## TASK INSTRUCTIONS
Copying exactly, give the lines in the material below from the one with "pub mod fetcher;" to the one with "pub struct RunInfo", ends included, and nothing besides.

## RECORDS SUPPLIED

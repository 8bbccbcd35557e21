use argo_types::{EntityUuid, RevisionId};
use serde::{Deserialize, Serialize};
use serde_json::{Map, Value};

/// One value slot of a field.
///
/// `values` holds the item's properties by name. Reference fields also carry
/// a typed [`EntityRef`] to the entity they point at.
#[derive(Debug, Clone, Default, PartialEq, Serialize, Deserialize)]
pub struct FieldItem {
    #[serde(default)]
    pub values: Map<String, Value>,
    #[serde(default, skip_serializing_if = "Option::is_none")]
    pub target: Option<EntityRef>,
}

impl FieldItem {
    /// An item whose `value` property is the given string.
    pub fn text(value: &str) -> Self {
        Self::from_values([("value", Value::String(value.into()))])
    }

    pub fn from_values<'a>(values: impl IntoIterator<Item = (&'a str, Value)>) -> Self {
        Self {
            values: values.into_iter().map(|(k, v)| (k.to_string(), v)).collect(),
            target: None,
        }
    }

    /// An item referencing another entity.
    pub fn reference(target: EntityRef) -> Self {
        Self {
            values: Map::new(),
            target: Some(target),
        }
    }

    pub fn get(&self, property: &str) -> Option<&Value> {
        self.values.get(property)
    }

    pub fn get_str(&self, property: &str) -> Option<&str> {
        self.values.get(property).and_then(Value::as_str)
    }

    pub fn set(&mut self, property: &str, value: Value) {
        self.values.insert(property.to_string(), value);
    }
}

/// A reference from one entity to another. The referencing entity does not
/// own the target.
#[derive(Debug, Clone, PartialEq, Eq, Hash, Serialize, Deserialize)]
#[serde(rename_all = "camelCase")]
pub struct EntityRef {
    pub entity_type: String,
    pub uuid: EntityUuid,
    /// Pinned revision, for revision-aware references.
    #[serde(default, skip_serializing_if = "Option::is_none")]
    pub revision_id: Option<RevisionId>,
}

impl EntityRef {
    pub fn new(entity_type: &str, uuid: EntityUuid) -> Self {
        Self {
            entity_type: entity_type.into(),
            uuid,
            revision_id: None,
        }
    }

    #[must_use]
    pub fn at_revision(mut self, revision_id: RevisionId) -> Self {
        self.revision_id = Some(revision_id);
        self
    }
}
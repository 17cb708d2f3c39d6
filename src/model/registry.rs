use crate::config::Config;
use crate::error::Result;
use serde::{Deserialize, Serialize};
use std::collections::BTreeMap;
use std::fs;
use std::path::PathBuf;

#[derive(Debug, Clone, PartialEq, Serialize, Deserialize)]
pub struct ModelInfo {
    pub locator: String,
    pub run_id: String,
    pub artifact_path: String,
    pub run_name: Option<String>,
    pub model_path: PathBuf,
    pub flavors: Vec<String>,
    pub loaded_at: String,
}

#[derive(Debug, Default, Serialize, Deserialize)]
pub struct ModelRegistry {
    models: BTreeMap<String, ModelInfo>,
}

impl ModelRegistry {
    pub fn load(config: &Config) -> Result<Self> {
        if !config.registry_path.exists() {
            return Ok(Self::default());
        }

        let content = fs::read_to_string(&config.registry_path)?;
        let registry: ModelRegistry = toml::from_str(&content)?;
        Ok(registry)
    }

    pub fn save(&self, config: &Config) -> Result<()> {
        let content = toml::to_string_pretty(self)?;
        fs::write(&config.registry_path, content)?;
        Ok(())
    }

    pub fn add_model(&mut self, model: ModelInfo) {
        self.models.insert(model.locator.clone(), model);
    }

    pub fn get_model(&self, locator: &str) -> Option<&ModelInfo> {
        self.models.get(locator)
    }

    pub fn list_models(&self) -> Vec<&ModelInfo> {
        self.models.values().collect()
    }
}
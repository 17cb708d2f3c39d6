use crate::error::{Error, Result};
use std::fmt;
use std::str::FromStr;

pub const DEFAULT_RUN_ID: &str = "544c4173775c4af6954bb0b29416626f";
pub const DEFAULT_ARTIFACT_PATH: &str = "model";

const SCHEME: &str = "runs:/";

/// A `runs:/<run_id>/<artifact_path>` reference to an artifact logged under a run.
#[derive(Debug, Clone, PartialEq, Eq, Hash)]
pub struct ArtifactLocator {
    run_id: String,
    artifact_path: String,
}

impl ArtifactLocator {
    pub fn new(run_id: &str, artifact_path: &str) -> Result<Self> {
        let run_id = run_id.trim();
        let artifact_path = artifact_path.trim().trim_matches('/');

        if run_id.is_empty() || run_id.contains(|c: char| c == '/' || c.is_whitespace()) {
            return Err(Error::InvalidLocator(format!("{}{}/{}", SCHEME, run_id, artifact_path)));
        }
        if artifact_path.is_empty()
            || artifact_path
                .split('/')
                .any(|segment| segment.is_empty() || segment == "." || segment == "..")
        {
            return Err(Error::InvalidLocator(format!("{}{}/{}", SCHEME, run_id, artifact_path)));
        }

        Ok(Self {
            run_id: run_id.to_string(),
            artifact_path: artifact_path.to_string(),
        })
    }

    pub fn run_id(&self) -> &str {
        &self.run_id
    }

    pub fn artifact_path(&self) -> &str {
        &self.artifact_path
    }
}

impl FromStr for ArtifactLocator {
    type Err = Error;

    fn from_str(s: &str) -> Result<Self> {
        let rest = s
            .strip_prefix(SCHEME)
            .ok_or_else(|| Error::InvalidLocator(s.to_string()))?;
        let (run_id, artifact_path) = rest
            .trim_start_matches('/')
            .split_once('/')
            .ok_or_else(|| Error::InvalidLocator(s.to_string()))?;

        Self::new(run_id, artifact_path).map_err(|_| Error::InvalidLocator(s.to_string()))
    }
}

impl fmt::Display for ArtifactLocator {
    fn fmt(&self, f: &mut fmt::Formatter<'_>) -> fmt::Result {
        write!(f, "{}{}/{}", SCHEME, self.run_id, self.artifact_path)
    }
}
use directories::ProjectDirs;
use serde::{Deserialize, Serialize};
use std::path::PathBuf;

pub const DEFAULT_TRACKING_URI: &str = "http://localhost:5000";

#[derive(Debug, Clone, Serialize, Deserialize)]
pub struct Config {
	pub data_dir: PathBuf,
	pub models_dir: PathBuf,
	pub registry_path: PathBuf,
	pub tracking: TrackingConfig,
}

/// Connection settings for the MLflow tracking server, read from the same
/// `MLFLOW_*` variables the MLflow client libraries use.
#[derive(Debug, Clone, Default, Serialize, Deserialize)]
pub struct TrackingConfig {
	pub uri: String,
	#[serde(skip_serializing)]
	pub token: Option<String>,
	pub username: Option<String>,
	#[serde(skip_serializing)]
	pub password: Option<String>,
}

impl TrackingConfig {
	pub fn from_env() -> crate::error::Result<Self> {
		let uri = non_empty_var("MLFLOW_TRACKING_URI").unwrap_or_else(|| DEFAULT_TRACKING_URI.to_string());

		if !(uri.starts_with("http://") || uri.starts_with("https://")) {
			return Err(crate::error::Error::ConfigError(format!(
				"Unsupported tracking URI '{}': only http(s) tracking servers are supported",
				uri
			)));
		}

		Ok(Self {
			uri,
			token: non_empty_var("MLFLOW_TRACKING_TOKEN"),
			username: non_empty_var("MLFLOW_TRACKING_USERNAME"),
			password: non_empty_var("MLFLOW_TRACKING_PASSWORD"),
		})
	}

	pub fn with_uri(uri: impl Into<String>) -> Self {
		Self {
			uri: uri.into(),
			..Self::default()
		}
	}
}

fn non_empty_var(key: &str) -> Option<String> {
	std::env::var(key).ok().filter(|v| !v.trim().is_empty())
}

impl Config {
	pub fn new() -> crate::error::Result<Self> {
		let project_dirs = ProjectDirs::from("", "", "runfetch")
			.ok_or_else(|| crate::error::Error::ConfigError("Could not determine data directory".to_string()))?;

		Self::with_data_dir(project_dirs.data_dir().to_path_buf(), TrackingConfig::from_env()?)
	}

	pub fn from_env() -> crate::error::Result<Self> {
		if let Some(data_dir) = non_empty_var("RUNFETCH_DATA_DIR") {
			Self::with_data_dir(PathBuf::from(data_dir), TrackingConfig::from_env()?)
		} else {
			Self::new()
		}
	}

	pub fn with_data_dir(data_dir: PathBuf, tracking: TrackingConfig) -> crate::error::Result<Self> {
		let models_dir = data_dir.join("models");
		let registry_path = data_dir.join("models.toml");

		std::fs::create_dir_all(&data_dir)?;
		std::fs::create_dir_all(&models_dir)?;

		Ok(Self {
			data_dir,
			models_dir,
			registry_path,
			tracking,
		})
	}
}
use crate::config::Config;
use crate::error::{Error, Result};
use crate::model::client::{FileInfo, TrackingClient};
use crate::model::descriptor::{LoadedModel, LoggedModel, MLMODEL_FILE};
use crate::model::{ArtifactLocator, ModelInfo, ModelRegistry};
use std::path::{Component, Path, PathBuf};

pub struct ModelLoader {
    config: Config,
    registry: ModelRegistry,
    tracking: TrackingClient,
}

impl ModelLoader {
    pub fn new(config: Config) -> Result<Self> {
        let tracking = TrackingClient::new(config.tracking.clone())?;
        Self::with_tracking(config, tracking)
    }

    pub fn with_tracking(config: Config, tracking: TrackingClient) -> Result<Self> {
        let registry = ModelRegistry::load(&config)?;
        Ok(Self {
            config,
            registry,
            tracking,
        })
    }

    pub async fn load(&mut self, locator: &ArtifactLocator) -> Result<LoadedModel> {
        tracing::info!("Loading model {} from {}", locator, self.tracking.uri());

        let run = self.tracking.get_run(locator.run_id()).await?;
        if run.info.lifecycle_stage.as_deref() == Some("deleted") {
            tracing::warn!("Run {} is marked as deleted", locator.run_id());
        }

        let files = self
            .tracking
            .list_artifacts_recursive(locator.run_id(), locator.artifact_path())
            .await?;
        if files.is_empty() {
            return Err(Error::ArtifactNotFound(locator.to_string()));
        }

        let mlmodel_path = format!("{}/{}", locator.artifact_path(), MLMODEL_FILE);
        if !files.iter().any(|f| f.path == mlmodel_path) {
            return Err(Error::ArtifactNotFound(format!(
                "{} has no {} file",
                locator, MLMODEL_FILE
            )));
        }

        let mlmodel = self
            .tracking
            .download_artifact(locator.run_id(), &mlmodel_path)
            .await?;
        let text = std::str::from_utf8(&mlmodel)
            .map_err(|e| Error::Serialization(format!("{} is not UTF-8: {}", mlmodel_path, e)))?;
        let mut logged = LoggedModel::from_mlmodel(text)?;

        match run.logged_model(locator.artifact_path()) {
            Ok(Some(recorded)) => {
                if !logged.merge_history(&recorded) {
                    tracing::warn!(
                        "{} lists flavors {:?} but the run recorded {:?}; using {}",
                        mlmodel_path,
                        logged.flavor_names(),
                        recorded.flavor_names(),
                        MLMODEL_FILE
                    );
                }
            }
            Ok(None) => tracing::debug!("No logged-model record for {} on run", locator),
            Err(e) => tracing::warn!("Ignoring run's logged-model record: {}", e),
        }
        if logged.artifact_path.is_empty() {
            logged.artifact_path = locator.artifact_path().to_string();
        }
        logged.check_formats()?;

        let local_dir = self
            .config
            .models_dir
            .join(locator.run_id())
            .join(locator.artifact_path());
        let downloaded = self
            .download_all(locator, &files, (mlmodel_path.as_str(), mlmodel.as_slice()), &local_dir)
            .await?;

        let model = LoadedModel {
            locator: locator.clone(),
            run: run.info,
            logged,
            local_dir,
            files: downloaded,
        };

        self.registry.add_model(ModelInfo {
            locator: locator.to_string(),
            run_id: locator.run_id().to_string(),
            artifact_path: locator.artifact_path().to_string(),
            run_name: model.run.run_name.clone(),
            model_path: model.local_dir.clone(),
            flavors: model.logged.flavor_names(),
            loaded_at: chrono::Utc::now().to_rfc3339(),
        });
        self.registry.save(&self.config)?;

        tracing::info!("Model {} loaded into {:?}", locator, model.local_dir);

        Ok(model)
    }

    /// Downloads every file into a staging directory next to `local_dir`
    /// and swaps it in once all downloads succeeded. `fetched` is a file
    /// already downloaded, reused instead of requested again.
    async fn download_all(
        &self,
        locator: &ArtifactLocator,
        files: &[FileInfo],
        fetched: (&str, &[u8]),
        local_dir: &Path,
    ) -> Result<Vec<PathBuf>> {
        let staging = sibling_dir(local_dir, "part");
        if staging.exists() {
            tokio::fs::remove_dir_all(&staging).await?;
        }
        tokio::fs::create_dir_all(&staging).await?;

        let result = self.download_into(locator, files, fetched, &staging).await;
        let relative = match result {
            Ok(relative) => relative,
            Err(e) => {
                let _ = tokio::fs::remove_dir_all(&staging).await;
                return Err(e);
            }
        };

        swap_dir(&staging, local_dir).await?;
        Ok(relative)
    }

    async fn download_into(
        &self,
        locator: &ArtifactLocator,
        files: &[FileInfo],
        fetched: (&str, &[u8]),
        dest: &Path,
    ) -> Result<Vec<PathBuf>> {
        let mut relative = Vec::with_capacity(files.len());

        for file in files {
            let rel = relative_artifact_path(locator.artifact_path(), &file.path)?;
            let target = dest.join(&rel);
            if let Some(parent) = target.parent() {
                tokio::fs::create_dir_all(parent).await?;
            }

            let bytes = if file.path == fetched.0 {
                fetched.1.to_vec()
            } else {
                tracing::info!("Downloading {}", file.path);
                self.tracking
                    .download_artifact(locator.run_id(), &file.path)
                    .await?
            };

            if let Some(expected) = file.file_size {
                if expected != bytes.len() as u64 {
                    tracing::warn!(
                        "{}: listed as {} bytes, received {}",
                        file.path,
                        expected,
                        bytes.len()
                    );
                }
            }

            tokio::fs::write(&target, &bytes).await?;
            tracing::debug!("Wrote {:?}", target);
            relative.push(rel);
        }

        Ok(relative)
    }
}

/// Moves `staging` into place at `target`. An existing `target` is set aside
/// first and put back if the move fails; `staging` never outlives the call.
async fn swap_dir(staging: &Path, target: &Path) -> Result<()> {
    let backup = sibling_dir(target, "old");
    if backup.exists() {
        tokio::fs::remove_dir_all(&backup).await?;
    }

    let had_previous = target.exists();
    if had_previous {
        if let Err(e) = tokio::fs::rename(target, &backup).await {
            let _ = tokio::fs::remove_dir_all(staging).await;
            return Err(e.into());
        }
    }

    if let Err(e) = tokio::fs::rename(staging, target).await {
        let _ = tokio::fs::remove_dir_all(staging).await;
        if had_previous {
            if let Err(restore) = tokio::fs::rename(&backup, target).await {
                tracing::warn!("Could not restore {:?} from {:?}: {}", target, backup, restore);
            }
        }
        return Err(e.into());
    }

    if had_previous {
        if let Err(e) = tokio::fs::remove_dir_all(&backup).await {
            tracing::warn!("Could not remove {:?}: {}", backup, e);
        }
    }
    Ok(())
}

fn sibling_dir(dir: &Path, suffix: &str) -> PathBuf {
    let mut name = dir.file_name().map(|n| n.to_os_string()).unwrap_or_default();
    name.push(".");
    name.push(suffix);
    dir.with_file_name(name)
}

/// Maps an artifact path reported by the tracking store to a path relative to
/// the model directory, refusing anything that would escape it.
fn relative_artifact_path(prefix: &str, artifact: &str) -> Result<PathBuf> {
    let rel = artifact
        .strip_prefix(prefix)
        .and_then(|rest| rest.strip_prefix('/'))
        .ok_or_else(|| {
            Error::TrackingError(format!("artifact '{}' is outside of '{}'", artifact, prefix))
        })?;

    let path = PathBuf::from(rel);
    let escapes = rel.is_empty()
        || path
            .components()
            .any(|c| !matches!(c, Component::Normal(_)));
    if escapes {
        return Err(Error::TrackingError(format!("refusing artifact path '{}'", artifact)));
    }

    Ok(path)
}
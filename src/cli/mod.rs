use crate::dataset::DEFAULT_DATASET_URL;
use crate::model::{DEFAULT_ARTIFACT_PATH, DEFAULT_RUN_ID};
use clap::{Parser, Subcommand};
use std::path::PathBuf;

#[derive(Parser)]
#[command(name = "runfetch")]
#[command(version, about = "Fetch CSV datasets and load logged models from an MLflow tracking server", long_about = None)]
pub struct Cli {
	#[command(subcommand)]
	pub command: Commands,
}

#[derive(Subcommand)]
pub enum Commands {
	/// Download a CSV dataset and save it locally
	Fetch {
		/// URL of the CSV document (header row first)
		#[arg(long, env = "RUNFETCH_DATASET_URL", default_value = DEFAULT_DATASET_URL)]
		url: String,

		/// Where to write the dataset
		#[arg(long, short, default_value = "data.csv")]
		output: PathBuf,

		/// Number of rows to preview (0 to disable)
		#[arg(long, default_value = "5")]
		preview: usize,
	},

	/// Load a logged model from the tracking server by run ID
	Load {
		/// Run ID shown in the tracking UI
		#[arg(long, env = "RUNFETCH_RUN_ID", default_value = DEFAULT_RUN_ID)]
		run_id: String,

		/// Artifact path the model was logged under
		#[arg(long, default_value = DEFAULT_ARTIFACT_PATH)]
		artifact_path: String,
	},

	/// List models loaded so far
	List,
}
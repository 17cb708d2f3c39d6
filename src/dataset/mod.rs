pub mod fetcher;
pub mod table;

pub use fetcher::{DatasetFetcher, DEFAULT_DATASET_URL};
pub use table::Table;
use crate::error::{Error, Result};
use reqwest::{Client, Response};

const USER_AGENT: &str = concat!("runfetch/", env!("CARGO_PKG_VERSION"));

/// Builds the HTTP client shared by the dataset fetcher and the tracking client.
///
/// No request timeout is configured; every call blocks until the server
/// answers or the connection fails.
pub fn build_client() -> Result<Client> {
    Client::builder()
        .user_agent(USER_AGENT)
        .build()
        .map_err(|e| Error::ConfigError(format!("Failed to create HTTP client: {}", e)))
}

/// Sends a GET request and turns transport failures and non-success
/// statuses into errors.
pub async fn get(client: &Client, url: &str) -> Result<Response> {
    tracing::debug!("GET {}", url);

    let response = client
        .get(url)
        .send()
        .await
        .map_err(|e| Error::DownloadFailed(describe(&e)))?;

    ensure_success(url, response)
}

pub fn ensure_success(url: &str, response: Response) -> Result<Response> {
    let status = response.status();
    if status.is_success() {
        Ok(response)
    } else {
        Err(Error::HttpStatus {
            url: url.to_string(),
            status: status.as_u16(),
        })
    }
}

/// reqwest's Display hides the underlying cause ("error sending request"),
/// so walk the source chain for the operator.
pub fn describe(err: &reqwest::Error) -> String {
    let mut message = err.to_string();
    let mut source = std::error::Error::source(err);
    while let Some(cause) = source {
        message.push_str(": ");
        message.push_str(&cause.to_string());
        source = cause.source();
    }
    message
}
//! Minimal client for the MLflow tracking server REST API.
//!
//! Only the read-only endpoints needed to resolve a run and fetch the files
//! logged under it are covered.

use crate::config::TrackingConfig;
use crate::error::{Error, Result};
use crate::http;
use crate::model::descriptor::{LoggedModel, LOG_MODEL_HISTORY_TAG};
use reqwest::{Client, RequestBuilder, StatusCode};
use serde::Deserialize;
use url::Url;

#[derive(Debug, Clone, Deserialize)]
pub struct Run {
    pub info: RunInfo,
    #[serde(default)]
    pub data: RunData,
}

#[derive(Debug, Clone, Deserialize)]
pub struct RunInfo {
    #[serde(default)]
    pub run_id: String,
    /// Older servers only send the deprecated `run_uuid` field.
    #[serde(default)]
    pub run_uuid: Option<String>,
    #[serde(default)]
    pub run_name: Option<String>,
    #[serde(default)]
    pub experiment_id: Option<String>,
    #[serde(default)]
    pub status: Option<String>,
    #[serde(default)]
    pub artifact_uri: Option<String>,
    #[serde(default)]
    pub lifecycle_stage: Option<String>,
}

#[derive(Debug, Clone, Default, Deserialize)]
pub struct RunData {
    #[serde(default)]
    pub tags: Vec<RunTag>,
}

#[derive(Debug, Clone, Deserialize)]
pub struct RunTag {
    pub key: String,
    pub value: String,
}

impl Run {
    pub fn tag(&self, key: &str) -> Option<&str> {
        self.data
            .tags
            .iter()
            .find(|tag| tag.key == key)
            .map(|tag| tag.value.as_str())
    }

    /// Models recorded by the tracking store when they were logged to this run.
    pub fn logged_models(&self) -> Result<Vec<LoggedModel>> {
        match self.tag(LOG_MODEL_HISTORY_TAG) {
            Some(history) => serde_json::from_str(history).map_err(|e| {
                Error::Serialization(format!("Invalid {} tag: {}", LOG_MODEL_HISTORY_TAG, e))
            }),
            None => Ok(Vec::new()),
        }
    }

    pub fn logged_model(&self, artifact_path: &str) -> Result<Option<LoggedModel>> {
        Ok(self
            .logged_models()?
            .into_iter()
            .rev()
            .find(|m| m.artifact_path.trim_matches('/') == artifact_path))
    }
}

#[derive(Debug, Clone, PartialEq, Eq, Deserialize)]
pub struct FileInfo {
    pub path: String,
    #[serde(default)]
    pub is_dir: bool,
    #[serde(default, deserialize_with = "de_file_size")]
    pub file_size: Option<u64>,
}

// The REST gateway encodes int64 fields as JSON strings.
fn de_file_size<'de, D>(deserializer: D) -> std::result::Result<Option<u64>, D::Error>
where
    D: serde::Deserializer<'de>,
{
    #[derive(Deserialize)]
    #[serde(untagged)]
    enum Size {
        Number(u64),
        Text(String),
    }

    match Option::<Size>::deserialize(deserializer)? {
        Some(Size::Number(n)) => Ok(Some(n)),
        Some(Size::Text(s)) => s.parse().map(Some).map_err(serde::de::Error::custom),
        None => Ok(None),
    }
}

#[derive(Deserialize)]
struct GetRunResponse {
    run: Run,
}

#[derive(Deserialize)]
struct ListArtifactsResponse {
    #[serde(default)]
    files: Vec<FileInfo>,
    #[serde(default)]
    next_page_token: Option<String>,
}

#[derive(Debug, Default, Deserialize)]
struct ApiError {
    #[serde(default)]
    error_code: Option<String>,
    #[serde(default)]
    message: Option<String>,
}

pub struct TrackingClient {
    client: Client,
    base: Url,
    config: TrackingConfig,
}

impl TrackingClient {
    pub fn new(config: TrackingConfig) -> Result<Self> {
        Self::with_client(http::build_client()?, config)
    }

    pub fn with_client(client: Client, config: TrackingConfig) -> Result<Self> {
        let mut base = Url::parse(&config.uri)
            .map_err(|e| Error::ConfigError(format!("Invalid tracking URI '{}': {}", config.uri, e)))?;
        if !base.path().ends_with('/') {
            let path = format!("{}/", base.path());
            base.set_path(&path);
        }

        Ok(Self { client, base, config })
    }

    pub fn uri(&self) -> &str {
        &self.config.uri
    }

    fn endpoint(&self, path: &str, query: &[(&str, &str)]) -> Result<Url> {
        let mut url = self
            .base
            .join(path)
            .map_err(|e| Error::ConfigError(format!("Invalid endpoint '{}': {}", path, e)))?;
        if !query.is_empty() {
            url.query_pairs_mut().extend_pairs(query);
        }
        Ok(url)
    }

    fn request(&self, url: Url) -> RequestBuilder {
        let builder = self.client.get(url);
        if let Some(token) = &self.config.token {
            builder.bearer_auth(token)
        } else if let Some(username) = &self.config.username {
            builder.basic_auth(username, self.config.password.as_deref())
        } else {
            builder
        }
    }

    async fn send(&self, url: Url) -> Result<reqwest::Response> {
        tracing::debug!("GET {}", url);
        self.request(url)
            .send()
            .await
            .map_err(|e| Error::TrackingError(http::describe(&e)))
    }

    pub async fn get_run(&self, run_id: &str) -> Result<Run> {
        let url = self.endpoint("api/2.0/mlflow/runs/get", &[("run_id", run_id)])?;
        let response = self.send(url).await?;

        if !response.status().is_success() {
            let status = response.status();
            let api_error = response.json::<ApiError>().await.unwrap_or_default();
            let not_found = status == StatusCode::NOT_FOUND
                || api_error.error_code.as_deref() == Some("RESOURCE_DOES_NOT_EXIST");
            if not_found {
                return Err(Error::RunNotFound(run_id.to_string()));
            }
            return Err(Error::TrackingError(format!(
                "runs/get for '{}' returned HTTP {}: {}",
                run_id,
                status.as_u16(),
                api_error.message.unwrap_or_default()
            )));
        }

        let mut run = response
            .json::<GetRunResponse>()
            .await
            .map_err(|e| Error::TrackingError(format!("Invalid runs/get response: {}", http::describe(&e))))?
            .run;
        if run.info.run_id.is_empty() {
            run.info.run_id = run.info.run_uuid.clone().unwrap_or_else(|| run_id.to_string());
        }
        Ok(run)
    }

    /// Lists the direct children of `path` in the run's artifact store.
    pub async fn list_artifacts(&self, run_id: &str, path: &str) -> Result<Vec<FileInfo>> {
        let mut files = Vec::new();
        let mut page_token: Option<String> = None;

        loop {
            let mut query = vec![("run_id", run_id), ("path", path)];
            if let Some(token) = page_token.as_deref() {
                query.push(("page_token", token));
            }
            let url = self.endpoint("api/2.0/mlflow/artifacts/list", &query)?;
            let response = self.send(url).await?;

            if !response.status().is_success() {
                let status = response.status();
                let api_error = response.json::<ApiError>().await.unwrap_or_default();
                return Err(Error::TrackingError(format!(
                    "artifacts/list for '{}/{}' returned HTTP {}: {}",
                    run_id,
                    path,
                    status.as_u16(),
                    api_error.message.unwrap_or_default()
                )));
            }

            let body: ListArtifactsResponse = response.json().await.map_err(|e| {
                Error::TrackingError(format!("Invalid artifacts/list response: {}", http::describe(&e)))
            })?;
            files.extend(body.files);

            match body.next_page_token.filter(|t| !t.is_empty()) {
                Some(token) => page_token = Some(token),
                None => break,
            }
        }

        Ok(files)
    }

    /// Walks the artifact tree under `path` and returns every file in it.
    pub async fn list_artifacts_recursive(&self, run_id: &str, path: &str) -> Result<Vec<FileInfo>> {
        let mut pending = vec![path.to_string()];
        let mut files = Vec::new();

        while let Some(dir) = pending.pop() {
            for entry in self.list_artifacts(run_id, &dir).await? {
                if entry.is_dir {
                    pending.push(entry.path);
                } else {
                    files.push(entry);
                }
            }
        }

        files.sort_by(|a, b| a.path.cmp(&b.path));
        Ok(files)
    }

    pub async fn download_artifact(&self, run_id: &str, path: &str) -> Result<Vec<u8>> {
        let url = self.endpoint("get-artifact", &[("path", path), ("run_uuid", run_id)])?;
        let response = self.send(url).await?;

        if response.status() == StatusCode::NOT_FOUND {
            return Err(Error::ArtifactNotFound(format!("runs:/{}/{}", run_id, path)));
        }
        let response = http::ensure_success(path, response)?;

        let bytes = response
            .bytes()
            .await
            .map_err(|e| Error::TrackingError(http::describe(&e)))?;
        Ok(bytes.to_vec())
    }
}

## THE COMPLETED TASK
pub mod fetcher;
pub mod table;

pub use fetcher::{DatasetFetcher, DEFAULT_DATASET_URL};
pub use table::Table;
use crate::error::{Error, Result};
use reqwest::{Client, Response};

const USER_AGENT: &str = concat!("runfetch/", env!("CARGO_PKG_VERSION"));

/// Builds the HTTP client shared by the dataset fetcher and the tracking client.
///
/// No request timeout is configured; every call blocks until the server
/// answers or the connection fails.
pub fn build_client() -> Result<Client> {
    Client::builder()
        .user_agent(USER_AGENT)
        .build()
        .map_err(|e| Error::ConfigError(format!("Failed to create HTTP client: {}", e)))
}

/// Sends a GET request and turns transport failures and non-success
/// statuses into errors.
pub async fn get(client: &Client, url: &str) -> Result<Response> {
    tracing::debug!("GET {}", url);

    let response = client
        .get(url)
        .send()
        .await
        .map_err(|e| Error::DownloadFailed(describe(&e)))?;

    ensure_success(url, response)
}

pub fn ensure_success(url: &str, response: Response) -> Result<Response> {
    let status = response.status();
    if status.is_success() {
        Ok(response)
    } else {
        Err(Error::HttpStatus {
            url: url.to_string(),
            status: status.as_u16(),
        })
    }
}

/// reqwest's Display hides the underlying cause ("error sending request"),
/// so walk the source chain for the operator.
pub fn describe(err: &reqwest::Error) -> String {
    let mut message = err.to_string();
    let mut source = std::error::Error::source(err);
    while let Some(cause) = source {
        message.push_str(": ");
        message.push_str(&cause.to_string());
        source = cause.source();
    }
    message
}
//! Minimal client for the MLflow tracking server REST API.
//!
//! Only the read-only endpoints needed to resolve a run and fetch the files
//! logged under it are covered.

use crate::config::TrackingConfig;
use crate::error::{Error, Result};
use crate::http;
use crate::model::descriptor::{LoggedModel, LOG_MODEL_HISTORY_TAG};
use reqwest::{Client, RequestBuilder, StatusCode};
use serde::Deserialize;
use url::Url;

#[derive(Debug, Clone, Deserialize)]
pub struct Run {
    pub info: RunInfo,
    #[serde(default)]
    pub data: RunData,
}

#[derive(Debug, Clone, Deserialize)]
pub struct RunInfo {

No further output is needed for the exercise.